Hepatol Res. 2002 Dec;24(4):404-412. doi: 10.1016/s1386-6346(02)00147-x.

Abstract

Although interferon (IFN) therapy suppresses the development of hepatitis C virus (HCV)-related hepatocellular carcinoma (HCC), the relationship between response to previous IFN therapy and postoperative outcome has not been clarified in patients who underwent curative resection for HCC. Of 175 patients who underwent curative hepatic resection for HCV-related HCC, 24 patients had HCC detected after IFN therapy. 11 patients who had a biochemical response (a normalized alanine aminotransferase (ALT) activity with or without disappearance of serum HCV RNA) were classified as the response group, while 13 patients were classified as the non-response group because they had no decrease in their ALT activity and had persistence of serum HCV RNA. The non-IFN group included 151 patients who had not received previous IFN therapy.
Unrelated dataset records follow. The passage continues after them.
//! These structs provide the CLI interface for the budget CLI.

use crate::config::{Backend, Overrides};
use crate::model::Amount;
use clap::{Parser, Subcommand};
use std::path::{Path, PathBuf};
use tracing_subscriber::filter::LevelFilter;

/// budget: A command-line tool for tracking personal expenses.
///
/// Expenses are kept in a SQLite database under the budget home, or in a MySQL database when
/// `--backend mysql` is selected. Data from the old single-file format can be moved over once
/// with `migrate-to-sqlite`.
#[derive(Debug, Parser, Clone)]
pub struct Args {
    #[clap(flatten)]
    common: Common,

    #[command(subcommand)]
    command: Command,
}

impl Args {
    pub fn new(common: Common, command: Command) -> Self {
        Self { common, command }
    }

    pub fn common(&self) -> &Common {
        &self.common
    }

    pub fn command(&self) -> &Command {
        &self.command
    }
}

#[derive(Subcommand, Debug, Clone)]
pub enum Command {
    /// Record an expense.
    Add(AddArgs),
    /// Print every expense in a table, followed by the total.
    Report,
    /// Import expenses from a CSV file with the header `amount,description`.
    ///
    /// Rows are inserted in order. The first bad row stops the import, rows before it are kept.
    ImportCsv(ImportCsvArgs),
    /// Print every expense in its literal form, one per line.
    ExportPython,
    /// Move the expenses from the legacy `budget.db` snapshot into the relational backend.
    ///
    /// On success the snapshot is renamed to `budget.pkl.bak`. The command refuses to run if that
    /// backup already exists.
    MigrateToSqlite,
}

/// Arguments common to all subcommands.
#[derive(Debug, Parser, Clone)]
pub struct Common {
    /// The logging verbosity. One of, from least to most verbose:
    /// off, error, warn, info, debug, trace
    ///
    /// This can be overridden by RUST_LOG.
    #[arg(long, default_value_t = LevelFilter::INFO)]
    log_level: LevelFilter,

    /// The directory holding `budget.db`, `config.json` and the `data/` directory.
    #[arg(long, env = "BUDGET_HOME", default_value = ".")]
    budget_home: PathBuf,

    /// The storage backend. Defaults to the one in `config.json`, or sqlite.
    #[arg(long, env = "BUDGET_BACKEND", value_enum)]
    backend: Option<Backend>,

    /// MySQL host. [default: localhost]
    #[arg(long, env = "DB_HOST")]
    db_host: Option<String>,

    /// MySQL port. [default: 3306]
    #[arg(long, env = "DB_PORT")]
    db_port: Option<u16>,

    /// MySQL user. [default: root]
    #[arg(long, env = "DB_USER")]
    db_user: Option<String>,

    /// MySQL password. [default: empty]
    #[arg(long, env = "DB_PASS", hide_env_values = true)]
    db_pass: Option<String>,

    /// MySQL database name, created if it does not exist. [default: budget]
    #[arg(long, env = "DB_NAME")]
    db_name: Option<String>,
}

impl Common {
    pub fn new(log_level: LevelFilter, budget_home: impl Into<PathBuf>) -> Self {
        Self {
            log_level,
            budget_home: budget_home.into(),
            backend: None,
            db_host: None,
            db_port: None,
            db_user: None,
            db_pass: None,
            db_name: None,
        }
    }

    pub fn log_level(&self) -> LevelFilter {
        self.log_level
    }

    pub fn budget_home(&self) -> &Path {
        &self.budget_home
    }

    /// The storage settings given on the command line or in the environment.
    pub fn overrides(&self) -> Overrides {
        Overrides {
            backend: self.backend,
            db_host: self.db_host.clone(),
            db_port: self.db_port,
            db_user: self.db_user.clone(),
            db_pass: self.db_pass.clone(),
            db_name: self.db_name.clone(),
        }
    }
}

/// Args for the `budget add` command.
#[derive(Debug, Parser, Clone)]
pub struct AddArgs {
    /// The amount spent, e.g. 12.50. Must be greater than zero.
    #[arg(allow_negative_numbers = true)]
    amount: Amount,

    /// What the money was spent on.
    description: String,
}

impl AddArgs {
    pub fn new(amount: Amount, description: impl Into<String>) -> Self {
        Self {
            amount,
            description: description.into(),
        }
    }

    pub fn amount(&self) -> Amount {
        self.amount
    }

    pub fn description(&self) -> &str {
        &self.description
    }
}

/// Args for the `budget import-csv` command.
#[derive(Debug, Parser, Clone)]
pub struct ImportCsvArgs {
    /// The CSV file to read.
    file: PathBuf,
}

impl ImportCsvArgs {
    pub fn new(file: impl Into<PathBuf>) -> Self {
        Self { file: file.into() }
    }

    pub fn file(&self) -> &Path {
        &self.file
    }
}

#[cfg(test)]
mod tests {
    use super::*;
    use std::str::FromStr;

    #[test]
    fn test_parse_add() {
        let args = Args::try_parse_from(["budget", "add", "12.50", "lunch"]).unwrap();
        match args.command() {
            Command::Add(add) => {
                assert_eq!(add.amount(), Amount::from_str("12.5").unwrap());
                assert_eq!(add.description(), "lunch");
            }
            other => panic!("unexpected command {other:?}"),
        }
    }

    #[test]
    fn test_parse_negative_amount_reaches_validation() {
        let args = Args::try_parse_from(["budget", "add", "-5", "refund"]).unwrap();
        let Command::Add(add) = args.command() else {
            panic!("expected add");
        };
        assert!(!add.amount().is_positive());
    }

    #[test]
    fn test_parse_bad_amount() {
        assert!(Args::try_parse_from(["budget", "add", "abc", "lunch"]).is_err());
    }

    #[test]
    fn test_parse_common() {
        let args = Args::try_parse_from([
            "budget",
            "--budget-home",
            "/tmp/budget",
            "--backend",
            "mysql",
            "--db-port",
            "3307",
            "--log-level",
            "debug",
            "import-csv",
            "in.csv",
        ])
        .unwrap();

        let common = args.common();
        assert_eq!(common.budget_home(), Path::new("/tmp/budget"));
        assert_eq!(common.log_level(), LevelFilter::DEBUG);
        let overrides = common.overrides();
        assert_eq!(overrides.backend, Some(Backend::Mysql));
        assert_eq!(overrides.db_port, Some(3307));
        assert!(matches!(
            args.command(),
            Command::ImportCsv(a) if a.file() == Path::new("in.csv")
        ));
    }

    #[test]
    fn test_parse_unit_commands() {
        for (name, expected) in [
            ("report", "Report"),
            ("export-python", "ExportPython"),
            ("migrate-to-sqlite", "MigrateToSqlite"),
        ] {
            let args = Args::try_parse_from(["budget", name]).unwrap();
            assert_eq!(format!("{:?}", args.command()), expected);
        }
    }
}
//! The legacy snapshot store.
//!
//! Before relational storage existed, the whole expense list was written to a single file on
//! every change. Nothing writes this format during normal operation anymore; the store is kept so
//! that `migrate-to-sqlite` has something to read from.

use crate::error::Res;
use crate::model::Expense;
use crate::utils;
use anyhow::Context;
use std::collections::BTreeSet;
use std::path::{Path, PathBuf};
use tracing::debug;

/// Reads and writes the legacy snapshot file: a JSON array of expenses.
#[derive(Debug, Clone, Eq, PartialEq)]
pub struct LegacyStore {
    path: PathBuf,
}

impl LegacyStore {
    pub fn new(path: impl Into<PathBuf>) -> Self {
        Self { path: path.into() }
    }

    pub fn path(&self) -> &Path {
        &self.path
    }

    /// Loads every expense from the snapshot file. A missing file is an empty snapshot; any other
    /// read or parse failure is an error.
    pub async fn load(&self) -> Res<Vec<Expense>> {
        let Some(content) = utils::read_bytes_if_exists(&self.path).await? else {
            debug!("No legacy snapshot at {}", self.path.display());
            return Ok(Vec::new());
        };
        let expenses: Vec<Expense> = serde_json::from_slice(&content).with_context(|| {
            format!("Failed to parse legacy snapshot at {}", self.path.display())
        })?;
        debug!(
            "Loaded {} expenses from legacy snapshot {}",
            expenses.len(),
            self.path.display()
        );
        Ok(expenses)
    }

    /// Writes the full list of expenses to the snapshot file.
    ///
    /// When `overwrite` is false the file is created exclusively and the call fails if it already
    /// exists.
    pub async fn save(&self, expenses: &[Expense], overwrite: bool) -> Res<()> {
        let json =
            serde_json::to_string_pretty(expenses).context("Failed to serialize expenses")?;
        if overwrite {
            utils::write(&self.path, json).await
        } else {
            utils::write_new(&self.path, json).await
        }
    }
}

/// Returns the smallest positive id not used by any of `expenses`.
pub fn next_id(expenses: &[Expense]) -> u64 {
    let used: BTreeSet<u64> = expenses.iter().map(Expense::id).collect();
    (1..).find(|id| !used.contains(id)).unwrap_or(1)
}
The clinicopathologic findings and surgical outcomes were compared among these three groups. The serum activities of the aspartate aminotransferase and ALT just before surgery were significantly lower in the response group than in the other groups. Although no significant differences were noted in the other clinicopathologic findings or the operation method among these groups, the tumor-free survival rate of the response group was significantly higher than that of the two other groups. By multivariate analysis, the response group had an independently lower risk for postoperative recurrence (risk ratio, 0.07; P=0.0072). Hepatic resection offers hope for low incidence of postoperative recurrence in patients with HCC, especially when previous IFN therapy has controlled their active hepatitis associated with HCV.